* ACTIVITY:
Your response should consist of the records, reproduced exactly.

(Extracted data entries)

□ □ □ □ □ □ □

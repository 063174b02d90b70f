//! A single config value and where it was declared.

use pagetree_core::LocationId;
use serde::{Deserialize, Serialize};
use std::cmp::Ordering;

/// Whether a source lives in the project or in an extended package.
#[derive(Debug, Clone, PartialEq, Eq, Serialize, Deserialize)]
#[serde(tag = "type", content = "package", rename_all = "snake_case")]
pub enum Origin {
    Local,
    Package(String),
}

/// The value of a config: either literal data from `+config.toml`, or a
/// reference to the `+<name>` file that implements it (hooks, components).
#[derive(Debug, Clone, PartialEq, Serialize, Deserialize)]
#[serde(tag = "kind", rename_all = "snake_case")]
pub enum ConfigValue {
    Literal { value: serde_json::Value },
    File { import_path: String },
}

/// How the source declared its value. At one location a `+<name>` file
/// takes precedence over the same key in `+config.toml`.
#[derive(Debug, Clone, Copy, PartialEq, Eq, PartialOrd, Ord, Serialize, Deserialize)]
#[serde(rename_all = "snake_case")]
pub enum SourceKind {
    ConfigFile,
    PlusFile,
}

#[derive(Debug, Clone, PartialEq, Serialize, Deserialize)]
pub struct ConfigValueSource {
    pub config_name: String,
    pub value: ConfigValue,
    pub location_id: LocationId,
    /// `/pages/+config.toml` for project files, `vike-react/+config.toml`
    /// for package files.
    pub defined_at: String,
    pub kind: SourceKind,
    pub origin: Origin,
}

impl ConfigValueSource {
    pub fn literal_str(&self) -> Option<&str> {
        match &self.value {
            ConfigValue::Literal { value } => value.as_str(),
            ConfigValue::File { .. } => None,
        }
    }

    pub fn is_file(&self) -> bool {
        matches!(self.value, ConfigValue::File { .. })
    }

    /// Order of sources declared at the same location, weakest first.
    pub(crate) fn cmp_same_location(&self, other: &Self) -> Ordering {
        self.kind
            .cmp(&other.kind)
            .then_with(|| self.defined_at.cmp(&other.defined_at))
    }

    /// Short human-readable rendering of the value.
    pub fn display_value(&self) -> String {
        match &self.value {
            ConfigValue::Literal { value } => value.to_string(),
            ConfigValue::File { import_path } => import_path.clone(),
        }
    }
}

□ □ □ □ □ □ □

* FINAL ANSWER:
repository 063174b02d90b70f
//! A single config value and where it was declared.

use pagetree_core::LocationId;
use serde::{Deserialize, Serialize};
use std::cmp::Ordering;

/// Whether a source lives in the project or in an extended package.
#[derive(Debug, Clone, PartialEq, Eq, Serialize, Deserialize)]
#[serde(tag = "type", content = "package", rename_all = "snake_case")]
pub enum Origin {
    Local,
    Package(String),
}

/// The value of a config: either literal data from `+config.toml`, or a
/// reference to the `+<name>` file that implements it (hooks, components).
#[derive(Debug, Clone, PartialEq, Serialize, Deserialize)]
#[serde(tag = "kind", rename_all = "snake_case")]
pub enum ConfigValue {
    Literal { value: serde_json::Value },
    File { import_path: String },
}

/// How the source declared its value. At one location a `+<name>` file
/// takes precedence over the same key in `+config.toml`.
#[derive(Debug, Clone, Copy, PartialEq, Eq, PartialOrd, Ord, Serialize, Deserialize)]
#[serde(rename_all = "snake_case")]
pub enum SourceKind {
    ConfigFile,
    PlusFile,
}

#[derive(Debug, Clone, PartialEq, Serialize, Deserialize)]
pub struct ConfigValueSource {
    pub config_name: String,
    pub value: ConfigValue,
    pub location_id: LocationId,
    /// `/pages/+config.toml` for project files, `vike-react/+config.toml`
    /// for package files.
    pub defined_at: String,
    pub kind: SourceKind,
    pub origin: Origin,
}

impl ConfigValueSource {
    pub fn literal_str(&self) -> Option<&str> {
        match &self.value {
            ConfigValue::Literal { value } => value.as_str(),
            ConfigValue::File { .. } => None,
        }
    }

    pub fn is_file(&self) -> bool {
        matches!(self.value, ConfigValue::File { .. })
    }

    /// Order of sources declared at the same location, weakest first.
    pub(crate) fn cmp_same_location(&self, other: &Self) -> Ordering {
        self.kind
            .cmp(&other.kind)
            .then_with(|| self.defined_at.cmp(&other.defined_at))
    }

    /// Short human-readable rendering of the value.
    pub fn display_value(&self) -> String {
        match &self.value {
            ConfigValue::Literal { value } => value.to_string(),
            ConfigValue::File { import_path } => import_path.clone(),
        }
    }
}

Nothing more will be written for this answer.